A short one had come two weeks earlier. He said he was alive, doing all right, and missed them. He promised he’d be home by Christmas.
Eleanor nodded, staring into her mug. He had made that Christmas promise three years running. The next morning she went to school.
The principal, an older man with gray hair and a service pin on his jacket, met her in the hallway. “Welcome, Eleanor. The biology room is yours.”
“You’ll have grades five through eight. And if you’re willing, it would help if you took on some after-school tutoring.”
“Who needs help?” she asked.
“No one yet, but we’ve got three transfers coming in. Important families.” He lowered his voice.
“One father works in state government, one runs the sheriff’s office, and one heads the ag college. Their boys are being sent here. They’ve repeated a year. Ninth-grade age, but they’ll be placed here for now.”
Eleanor raised an eyebrow. “At our little school?”
“The county high school is a drive, and this is quieter. Their parents want them to get back on track,” the principal said, clearing his throat. “If they ask for extra help, don’t turn them down. Your salary’s not much. The extra money won’t hurt.”
She nodded. Nobody in town liked refusing people with that kind of pull. The first week flew by.
The students were polite, if a little shy. At recess everybody whispered that the city boys were coming. Eleanor acted like she didn’t hear a thing.
On Monday, August 24, the three of them walked in.

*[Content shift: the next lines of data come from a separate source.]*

use std::fmt;
use std::time::{SystemTime, UNIX_EPOCH};

use serde::{Deserialize, Serialize};

/// Creation time of a block, in wall-clock milliseconds since UNIX epoch.
///
/// Set once when a block is created and covered by its hash, so it never
/// changes afterwards.
#[derive(Clone, Copy, PartialEq, Eq, Hash, PartialOrd, Ord, Serialize, Deserialize)]
#[serde(transparent)]
pub struct Timestamp(u64);

impl Timestamp {
    /// Create a timestamp from explicit milliseconds.
    pub const fn from_millis(millis: u64) -> Self {
        Self(millis)
    }

    /// The current wall-clock time.
    pub fn now() -> Self {
        let millis = SystemTime::now()
            .duration_since(UNIX_EPOCH)
            .unwrap_or_default()
            .as_millis() as u64;
        Self(millis)
    }

    /// Milliseconds since the UNIX epoch.
    pub const fn as_millis(&self) -> u64 {
        self.0
    }
}

impl fmt::Debug for Timestamp {
    fn fmt(&self, f: &mut fmt::Formatter<'_>) -> fmt::Result {
        write!(f, "Timestamp({}ms)", self.0)
    }
}

impl fmt::Display for Timestamp {
    fn fmt(&self, f: &mut fmt::Formatter<'_>) -> fmt::Result {
        write!(f, "{}", self.0)
    }
}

They were tall, tanned, and wearing real Adidas jackets, not knockoffs from a discount store. Their names were Victor, Sean, and Danny.
Victor, the politician’s son, came in first with a lazy grin. Sean, the sheriff’s son, carried his backpack over one shoulder. Danny, the college director’s son, chewed gum and spat on the floor.
The principal introduced them at the staff meeting in one sentence. “New students. Let’s make them feel welcome.” The teachers said nothing.
Only the vice principal, a woman in her fifties, muttered under her breath, “As long as they keep quiet.”
After school Victor came into the teachers’ lounge alone.
“Ms. Smith, can I talk to you?”
She was at the table grading papers. “Of course.”
He shut the door behind him and leaned against the frame. “Me and the guys need to finish out the year. Things didn’t work out in the city. You can probably guess that much.
“The classes here are easier, but biology’s still rough for us. We figured maybe we could get some extra help. You do tutoring?”
Eleanor set down her pen. “How many?”
“Three. Me, Sean, and Danny.
“We’d come after school three times a week. We’ll pay whatever the school says.”
“All right,” she said. “Tomorrow after fourth period. Biology room.”
He smiled wider. “Thanks. You won’t regret it.”
When the door closed, Eleanor felt a small chill between her shoulders. Then she brushed it off. Kids are kids. Just boys from the city.
The next day after fourth period she opened the classroom, set a microscope on the desk, and laid out charts on photosynthesis. At exactly 3:05, the three of them came in.
They had no backpacks. Just cigarettes in their pockets and cheap cologne hanging in the air. “Afternoon, Ms. Smith,” Victor said, dropping into the front row and throwing his feet onto the next chair.
“Hello,” she said. “Feet down. Let’s start with photosynthesis. Open your notebooks.”
Sean gave a short laugh. “Notebooks?